От традиционной ирои-комической поэмы, например описывающей «античным» языком посещение борделя («Елисей, или Раздраженный Вакх» Василия Майкова, 1769), эстетика Джойса отличается не только модернистски-внимательной психологической рефлексией. У Майкова и в целом в ирои-комической поэме обычно выбирается один основной язык, «неподходящий» для избранного предмета. У Джойса языков много и они резко сменяют друг друга — поэтому описываемый им метод и может быть охарактеризован как монтаж.

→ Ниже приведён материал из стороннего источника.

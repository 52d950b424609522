//! Rule presets for common configurations.

use compose_lint_core::RuleBox;

use crate::{
    ComposableNaming, CompositionLocalAllowlist, CompositionLocalNaming, ContentEmitterReturningValues,
    ContentSlotReused, ContentTrailingLambda, DefaultsVisibility, LambdaParamInEffect, Material2,
    ModifierClickableOrder, ModifierComposable, ModifierComposed, ModifierMissing, ModifierNaming,
    ModifierNotUsedAtRoot, ModifierReused, ModifierWithoutDefault, MultipleContentEmitters, MutableParams,
    MutableStateAutoboxing, ParameterNaming, ParameterOrder, PreviewPublic, RememberMissing, UnstableCollections,
    ViewModelForwarding, ViewModelInjection,
};

/// Rules left out of [`Preset::Recommended`] because they depend on project
/// choices (Material 3 migration, strong skipping).
const OPT_IN: &[&str] = &["material2", "unstable-collections"];

/// Preset configurations for compose-lint.
#[derive(Debug, Clone, Copy, PartialEq, Eq)]
pub enum Preset {
    /// Every rule except the opt-in ones.
    Recommended,
    /// Every rule.
    All,
}

impl Preset {
    /// Returns the rules for this preset.
    #[must_use]
    pub fn rules(self) -> Vec<RuleBox> {
        match self {
            Self::Recommended => recommended_rules(),
            Self::All => all_rules(),
        }
    }

    /// The preset's name as used in configuration files.
    #[must_use]
    pub fn name(self) -> &'static str {
        match self {
            Self::Recommended => "recommended",
            Self::All => "all",
        }
    }

    /// Looks a preset up by name.
    #[must_use]
    pub fn from_name(name: &str) -> Option<Self> {
        match name {
            "recommended" => Some(Self::Recommended),
            "all" => Some(Self::All),
            _ => None,
        }
    }
}

/// Returns the recommended set of rules: all of them except `material2`
/// and `unstable-collections`.
#[must_use]
pub fn recommended_rules() -> Vec<RuleBox> {
    all_rules()
        .into_iter()
        .filter(|rule| !OPT_IN.contains(&rule.name()))
        .collect()
}

/// Returns all available rules, in code order.
#[must_use]
pub fn all_rules() -> Vec<RuleBox> {
    vec![
        Box::new(ComposableNaming::new()),
        Box::new(CompositionLocalAllowlist::new()),
        Box::new(CompositionLocalNaming::new()),
        Box::new(ContentEmitterReturningValues::new()),
        Box::new(ContentSlotReused::new()),
        Box::new(ContentTrailingLambda::new()),
        Box::new(DefaultsVisibility::new()),
        Box::new(LambdaParamInEffect::new()),
        Box::new(Material2::new()),
        Box::new(ModifierClickableOrder::new()),
        Box::new(ModifierComposable::new()),
        Box::new(ModifierComposed::new()),
        Box::new(ModifierMissing::new()),
        Box::new(ModifierNaming::new()),
        Box::new(ModifierNotUsedAtRoot::new()),
        Box::new(ModifierReused::new()),
        Box::new(ModifierWithoutDefault::new()),
        Box::new(MultipleContentEmitters::new()),
        Box::new(MutableParams::new()),
        Box::new(MutableStateAutoboxing::new()),
        Box::new(ParameterNaming::new()),
        Box::new(ParameterOrder::new()),
        Box::new(PreviewPublic::new()),
        Box::new(RememberMissing::new()),
        Box::new(UnstableCollections::new()),
        Box::new(ViewModelForwarding::new()),
        Box::new(ViewModelInjection::new()),
    ]
}
//! Rule requiring state created in a composable to be remembered.
//!
//! # Rationale
//!
//! `val count = mutableStateOf(0)` in a composable body creates a fresh
//! state object on every recomposition, so every write is lost at the
//! next one. Wrap it in `remember { }` (or `rememberSaveable { }`).
//!
//! # Suppression
//!
//! - `@Suppress("RememberMissing")` on the function or file
//! - `// compose-lint: allow(remember-missing)` comment

use compose_lint_core::kotlin::{calls_in, is_remembered, Function};
use compose_lint_core::{ConfigResolver, Emitter, Rule};

use crate::support::owning_function;

/// Rule code for remember-missing.
pub const CODE: &str = "CL024";

/// Rule name for remember-missing.
pub const NAME: &str = "remember-missing";

const STATE_FACTORIES: &[&str] = &[
    "mutableStateOf",
    "mutableIntStateOf",
    "mutableLongStateOf",
    "mutableFloatStateOf",
    "mutableDoubleStateOf",
    "mutableStateListOf",
    "mutableStateMapOf",
    "derivedStateOf",
];

/// Flags state factories called in a composable without `remember`.
#[derive(Debug, Clone, Copy, Default)]
pub struct RememberMissing;

impl RememberMissing {
    /// Creates the rule.
    #[must_use]
    pub fn new() -> Self {
        Self
    }
}

impl Rule for RememberMissing {
    fn name(&self) -> &'static str {
        NAME
    }

    fn code(&self) -> &'static str {
        CODE
    }

    fn description(&self) -> &'static str {
        "State created in a composable is wrapped in `remember`"
    }

    fn visit_composable(&self, function: Function<'_>, emitter: &mut dyn Emitter, _config: &ConfigResolver<'_>) {
        let Some(body) = function.body() else {
            return;
        };
        let boundary = function.node();
        for call in calls_in(body) {
            let Some(name) = call.name().filter(|name| STATE_FACTORIES.contains(name)) else {
                continue;
            };
            if call.receiver().is_some()
                || owning_function(call.node()) != Some(boundary)
                || is_remembered(call.node(), boundary)
            {
                continue;
            }
            emitter.report(
                call.node(),
                &format!(
                    "Using `{name}` in a @Composable function without it being inside of a remember function. If \
                     you don't remember the state instance, a new state instance will be created when the function \
                     is recomposed."
                ),
                false,
            );
        }
    }
}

В русской литературе одним из первых к этой проблематике подступил Иван Аксенов в стихотворении «Мюнхен» (1914), которое процитировано в гл. 1. В этом стихотворении очень заметен намеренно создаваемый контраст языков, которые использованы в разных фрагментах — символистской высокопарности («безграалие на горе…»), повседневной письменной речи («Несмотря на совершенно невыносимую манеру отельной прислуги отворять, в отсутствии, окна в улицу…»), издевательски переосмысленных цитат из классики («Что, сынку, помогли тебе твои ляхи?» — из «Тараса Бульбы» Гоголя) и заумного варьирования евангельских речений («ОТЧЕго НЕ мЕДнОе оТВОРЯТь?» — ср. из Евангелия от Луки: «Отче! отпусти им, не ведя бо, что творят…» [23:34]).